▶ **TASK INPUT**
____________

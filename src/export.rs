//! Export encoding: raster formats and the two SVG paths.
//!
//! Raster formats go through the `image` crate with per-format policy
//! (JPEG and BMP flatten alpha, ICO is capped at 256 px, WEBP falls back
//! to PNG when the runtime cannot encode it). SVG has two deliberate
//! paths: plain classic/solid codes get native vector output rewritten to
//! be scalable; anything styled or overlaid cannot be vectorized from the
//! composited raster, so the raster is embedded as base64 PNG inside a
//! scalable wrapper.

use std::fs;
use std::io::Cursor;
use std::path::Path;

use base64::Engine;
use base64::engine::general_purpose::STANDARD as BASE64;
use image::codecs::jpeg::JpegEncoder;
use image::codecs::webp::WebPEncoder;
use image::imageops::{self, FilterType};
use image::{DynamicImage, ExtendedColorType, ImageFormat, RgbaImage};
use thiserror::Error;
use tracing::warn;

use crate::render::{self, RenderError};
use crate::style::{Capabilities, StyleConfig};

/// Pixel cap imposed by the ICO container.
const ICO_MAX_SIDE: u32 = 256;

#[derive(Debug, Clone, Copy, PartialEq, Eq)]
pub enum ExportFormat {
    Png,
    Jpeg,
    Bmp,
    Tiff,
    Webp,
    Ico,
    Svg,
}

impl ExportFormat {
    /// Parse a format name or file extension; case-insensitive.
    pub fn parse(name: &str) -> Option<Self> {
        match name.trim().to_ascii_lowercase().as_str() {
            "png" => Some(ExportFormat::Png),
            "jpg" | "jpeg" => Some(ExportFormat::Jpeg),
            "bmp" => Some(ExportFormat::Bmp),
            "tif" | "tiff" => Some(ExportFormat::Tiff),
            "webp" => Some(ExportFormat::Webp),
            "ico" => Some(ExportFormat::Ico),
            "svg" => Some(ExportFormat::Svg),
            _ => None,
        }
    }

    /// Detect the format from a path's extension; defaults to PNG.
    pub fn from_path(path: &Path) -> Self {
        path.extension()
            .and_then(|e| e.to_str())
            .and_then(Self::parse)
            .unwrap_or(ExportFormat::Png)
    }

    pub fn extension(self) -> &'static str {
        match self {
            ExportFormat::Png => "png",
            ExportFormat::Jpeg => "jpg",
            ExportFormat::Bmp => "bmp",
            ExportFormat::Tiff => "tiff",
            ExportFormat::Webp => "webp",
            ExportFormat::Ico => "ico",
            ExportFormat::Svg => "svg",
        }
    }
}

impl std::fmt::Display for ExportFormat {
    fn fmt(&self, f: &mut std::fmt::Formatter<'_>) -> std::fmt::Result {
        f.write_str(match self {
            ExportFormat::Png => "PNG",
            ExportFormat::Jpeg => "JPEG",
            ExportFormat::Bmp => "BMP",
            ExportFormat::Tiff => "TIFF",
            ExportFormat::Webp => "WEBP",
            ExportFormat::Ico => "ICO",
            ExportFormat::Svg => "SVG",
        })
    }
}

#[derive(Error, Debug)]
pub enum ExportError {
    #[error("failed to write output: {0}")]
    Io(#[from] std::io::Error),

    #[error("image encoding failed: {0}")]
    Image(#[from] image::ImageError),

    #[error(transparent)]
    Render(#[from] RenderError),
}

/// Encode the raster in `format`, returning the bytes and the format
/// actually used (WEBP degrades to PNG when unavailable).
pub fn encode_raster(
    img: &RgbaImage,
    format: ExportFormat,
    caps: &Capabilities,
) -> Result<(Vec<u8>, ExportFormat), ExportError> {
    let mut buf = Cursor::new(Vec::new());
    match format {
        ExportFormat::Png => {
            DynamicImage::ImageRgba8(img.clone()).write_to(&mut buf, ImageFormat::Png)?;
        }
        ExportFormat::Jpeg => {
            let rgb = flatten(img);
            let encoder = JpegEncoder::new_with_quality(&mut buf, 95);
            DynamicImage::ImageRgb8(rgb).write_with_encoder(encoder)?;
        }
        ExportFormat::Bmp => {
            DynamicImage::ImageRgb8(flatten(img)).write_to(&mut buf, ImageFormat::Bmp)?;
        }
        ExportFormat::Tiff => {
            DynamicImage::ImageRgba8(img.clone()).write_to(&mut buf, ImageFormat::Tiff)?;
        }
        ExportFormat::Webp => {
            if !caps.webp_encode {
                warn!("WEBP encoding unavailable, falling back to PNG");
                return encode_raster(img, ExportFormat::Png, caps);
            }
            let encoder = WebPEncoder::new_lossless(&mut buf);
            encoder.encode(
                img.as_raw(),
                img.width(),
                img.height(),
                ExtendedColorType::Rgba8,
            )?;
        }
        ExportFormat::Ico => {
            let capped = if img.width().max(img.height()) > ICO_MAX_SIDE {
                imageops::resize(img, ICO_MAX_SIDE, ICO_MAX_SIDE, FilterType::Lanczos3)
            } else {
                img.clone()
            };
            DynamicImage::ImageRgba8(capped).write_to(&mut buf, ImageFormat::Ico)?;
        }
        ExportFormat::Svg => unreachable!("SVG goes through svg_document"),
    }
    Ok((buf.into_inner(), format))
}

/// Build the SVG document for this code: native vector when the style is
/// plain classic/solid with no overlay, otherwise the embedded-PNG wrapper.
pub fn svg_document(
    img: &RgbaImage,
    payload: &str,
    cfg: &StyleConfig,
    caps: &Capabilities,
) -> Result<String, ExportError> {
    if render::vector_exportable(cfg) {
        let svg = render::render_svg(payload, cfg)?;
        Ok(ensure_background(make_scalable(svg), cfg))
    } else {
        let (png, _) = encode_raster(img, ExportFormat::Png, caps)?;
        let (w, h) = img.dimensions();
        Ok(format!(
            concat!(
                "<?xml version=\"1.0\" encoding=\"UTF-8\"?>\n",
                "<svg xmlns=\"http://www.w3.org/2000/svg\" ",
                "xmlns:xlink=\"http://www.w3.org/1999/xlink\" ",
                "viewBox=\"0 0 {w} {h}\" width=\"100%\" height=\"100%\" ",
                "preserveAspectRatio=\"xMidYMid meet\">",
                "<image x=\"0\" y=\"0\" width=\"{w}\" height=\"{h}\" ",
                "xlink:href=\"data:image/png;base64,{data}\"/></svg>\n"
            ),
            w = w,
            h = h,
            data = BASE64.encode(&png)
        ))
    }
}

/// Export to a file. Returns the format actually written (WEBP may degrade
/// to PNG; the caller should report the change).
pub fn export_to_file(
    img: &RgbaImage,
    payload: &str,
    cfg: &StyleConfig,
    caps: &Capabilities,
    format: ExportFormat,
    path: &Path,
) -> Result<ExportFormat, ExportError> {
    if format == ExportFormat::Svg {
        fs::write(path, svg_document(img, payload, cfg, caps)?)?;
        return Ok(ExportFormat::Svg);
    }
    let (bytes, actual) = encode_raster(img, format, caps)?;
    fs::write(path, bytes)?;
    Ok(actual)
}

/// Flatten alpha onto the opaque RGB the alpha-less formats need.
fn flatten(img: &RgbaImage) -> image::RgbImage {
    DynamicImage::ImageRgba8(img.clone()).to_rgb8()
}

/// Replace fixed pixel dimensions on the root element with percentage
/// sizing so the document scales; the viewBox keeps the geometry.
fn make_scalable(svg: String) -> String {
    let Some(open) = svg.find("<svg") else {
        return svg;
    };
    let Some(close_rel) = svg[open..].find('>') else {
        return svg;
    };
    let close = open + close_rel;
    let tag = &svg[open..close];

    let mut rebuilt: String = tag
        .split_whitespace()
        .filter(|attr| !attr.starts_with("width=") && !attr.starts_with("height="))
        .collect::<Vec<_>>()
        .join(" ");
    rebuilt.push_str(" width=\"100%\" height=\"100%\"");
    if !rebuilt.contains("preserveAspectRatio=") {
        rebuilt.push_str(" preserveAspectRatio=\"xMidYMid meet\"");
    }

    let mut out = String::with_capacity(svg.len() + 48);
    out.push_str(&svg[..open]);
    out.push_str(&rebuilt);
    out.push_str(&svg[close..]);
    out
}

/// Inject a background rect sized from the viewBox when the background is
/// not white and the renderer did not already paint it.
fn ensure_background(svg: String, cfg: &StyleConfig) -> String {
    let bg = cfg.bg.to_hex();
    if cfg.bg == crate::color::WHITE || svg.contains(&bg) {
        return svg;
    }
    let Some((w, h)) = parse_view_box(&svg) else {
        return svg;
    };
    let Some(open) = svg.find("<svg") else {
        return svg;
    };
    let Some(close_rel) = svg[open..].find('>') else {
        return svg;
    };
    let insert_at = open + close_rel + 1;
    let rect = format!("<rect x=\"0\" y=\"0\" width=\"{w}\" height=\"{h}\" fill=\"{bg}\"/>");
    let mut out = String::with_capacity(svg.len() + rect.len());
    out.push_str(&svg[..insert_at]);
    out.push_str(&rect);
    out.push_str(&svg[insert_at..]);
    out
}

/// Pull width/height out of a `viewBox="0 0 w h"` attribute.
fn parse_view_box(svg: &str) -> Option<(f64, f64)> {
    let start = svg.find("viewBox=\"")? + "viewBox=\"".len();
    let end = svg[start..].find('"')? + start;
    let parts: Vec<f64> = svg[start..end]
        .split_whitespace()
        .filter_map(|p| p.parse().ok())
        .collect();
    if parts.len() == 4 {
        Some((parts[2], parts[3]))
    } else {
        None
    }
}

#[cfg(test)]
mod tests {
    use super::*;
    use crate::color::Rgb;
    use crate::render::render;
    use crate::style::Theme;

    fn caps() -> Capabilities {
        Capabilities::detect()
    }

    fn small_qr(cfg: &StyleConfig) -> RgbaImage {
        render("https://example.com", cfg).unwrap()
    }

    #[test]
    fn format_parse_and_extension() {
        assert_eq!(ExportFormat::parse("JPG"), Some(ExportFormat::Jpeg));
        assert_eq!(ExportFormat::parse("unknown"), None);
        assert_eq!(
            ExportFormat::from_path(Path::new("out/code.webp")),
            ExportFormat::Webp
        );
        assert_eq!(
            ExportFormat::from_path(Path::new("no_extension")),
            ExportFormat::Png
        );
    }

    #[test]
    fn png_round_trips_dimensions() {
        let cfg = StyleConfig {
            size_px: 400,
            ..StyleConfig::default()
        };
        let img = small_qr(&cfg);
        let (bytes, fmt) = encode_raster(&img, ExportFormat::Png, &caps()).unwrap();
        assert_eq!(fmt, ExportFormat::Png);
        let decoded = image::load_from_memory(&bytes).unwrap();
        assert_eq!(decoded.width(), 400);
        assert_eq!(decoded.height(), 400);
    }

    #[test]
    fn jpeg_and_bmp_drop_alpha() {
        let cfg = StyleConfig {
            size_px: 120,
            ..StyleConfig::default()
        };
        let img = small_qr(&cfg);
        for fmt in [ExportFormat::Jpeg, ExportFormat::Bmp] {
            let (bytes, actual) = encode_raster(&img, fmt, &caps()).unwrap();
            assert_eq!(actual, fmt);
            let decoded = image::load_from_memory(&bytes).unwrap();
            assert_eq!(decoded.width(), 120);
        }
    }

    #[test]
    fn ico_caps_dimensions() {
        let cfg = StyleConfig {
            size_px: 400,
            ..StyleConfig::default()
        };
        let img = small_qr(&cfg);
        let (bytes, _) = encode_raster(&img, ExportFormat::Ico, &caps()).unwrap();
        let decoded = image::load_from_memory_with_format(&bytes, ImageFormat::Ico).unwrap();
        assert_eq!(decoded.width(), 256);
    }

    #[test]
    fn webp_falls_back_to_png_when_unsupported() {
        let cfg = StyleConfig {
            size_px: 100,
            ..StyleConfig::default()
        };
        let img = small_qr(&cfg);
        let no_webp = Capabilities { webp_encode: false };
        let (bytes, actual) = encode_raster(&img, ExportFormat::Webp, &no_webp).unwrap();
        assert_eq!(actual, ExportFormat::Png);
        assert!(image::load_from_memory_with_format(&bytes, ImageFormat::Png).is_ok());
    }

    #[test]
    fn simple_svg_is_native_and_scalable() {
        let cfg = StyleConfig::default();
        let img = small_qr(&cfg);
        let svg = svg_document(&img, "https://example.com", &cfg, &caps()).unwrap();
        assert!(!svg.contains("base64"), "plain style must stay vector");
        assert!(svg.contains("width=\"100%\""));
        assert!(svg.contains("height=\"100%\""));
        assert!(svg.contains("preserveAspectRatio"));
        assert!(svg.contains("viewBox"));
    }

    #[test]
    fn styled_svg_embeds_base64_png() {
        let cfg = StyleConfig {
            theme: Theme::Rounded,
            size_px: 150,
            ..StyleConfig::default()
        };
        let img = small_qr(&cfg);
        let svg = svg_document(&img, "https://example.com", &cfg, &caps()).unwrap();
        assert!(svg.contains("<image"));
        assert!(svg.contains("data:image/png;base64,"));
        assert!(svg.contains("preserveAspectRatio=\"xMidYMid meet\""));
    }

    #[test]
    fn non_white_background_is_present_in_simple_svg() {
        let cfg = StyleConfig {
            bg: Rgb::new(0xec, 0xf0, 0xf1),
            ..StyleConfig::default()
        };
        let img = small_qr(&cfg);
        let svg = svg_document(&img, "x", &cfg, &caps()).unwrap();
        assert!(svg.contains("#ecf0f1"));
    }

    #[test]
    fn make_scalable_strips_fixed_dimensions() {
        let svg = "<?xml?><svg xmlns=\"x\" width=\"290\" height=\"290\" \
                   viewBox=\"0 0 29 29\"><path/></svg>"
            .to_string();
        let out = make_scalable(svg);
        assert!(!out.contains("width=\"290\""));
        assert!(!out.contains("height=\"290\""));
        assert!(out.contains("width=\"100%\""));
        assert!(out.contains("viewBox=\"0 0 29 29\""));
    }

    #[test]
    fn ensure_background_injects_rect_once() {
        let cfg = StyleConfig {
            bg: Rgb::new(0x10, 0x20, 0x30),
            ..StyleConfig::default()
        };
        let svg = "<svg viewBox=\"0 0 10 10\"><path/></svg>".to_string();
        let out = ensure_background(svg, &cfg);
        assert!(out.contains("<rect x=\"0\" y=\"0\" width=\"10\" height=\"10\" fill=\"#102030\"/>"));
        // Second pass is a no-op: the color is already present.
        let again = ensure_background(out.clone(), &cfg);
        assert_eq!(out, again);
    }
}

____________

▶ **WORK INSTRUCTION**
List every line in the records above that contains the word "xmlns".

▶ **RESPONSE**
                "<svg xmlns=\"http://www.w3.org/2000/svg\" ",
                "xmlns:xlink=\"http://www.w3.org/1999/xlink\" ",
        let svg = "<?xml?><svg xmlns=\"x\" width=\"290\" height=\"290\" \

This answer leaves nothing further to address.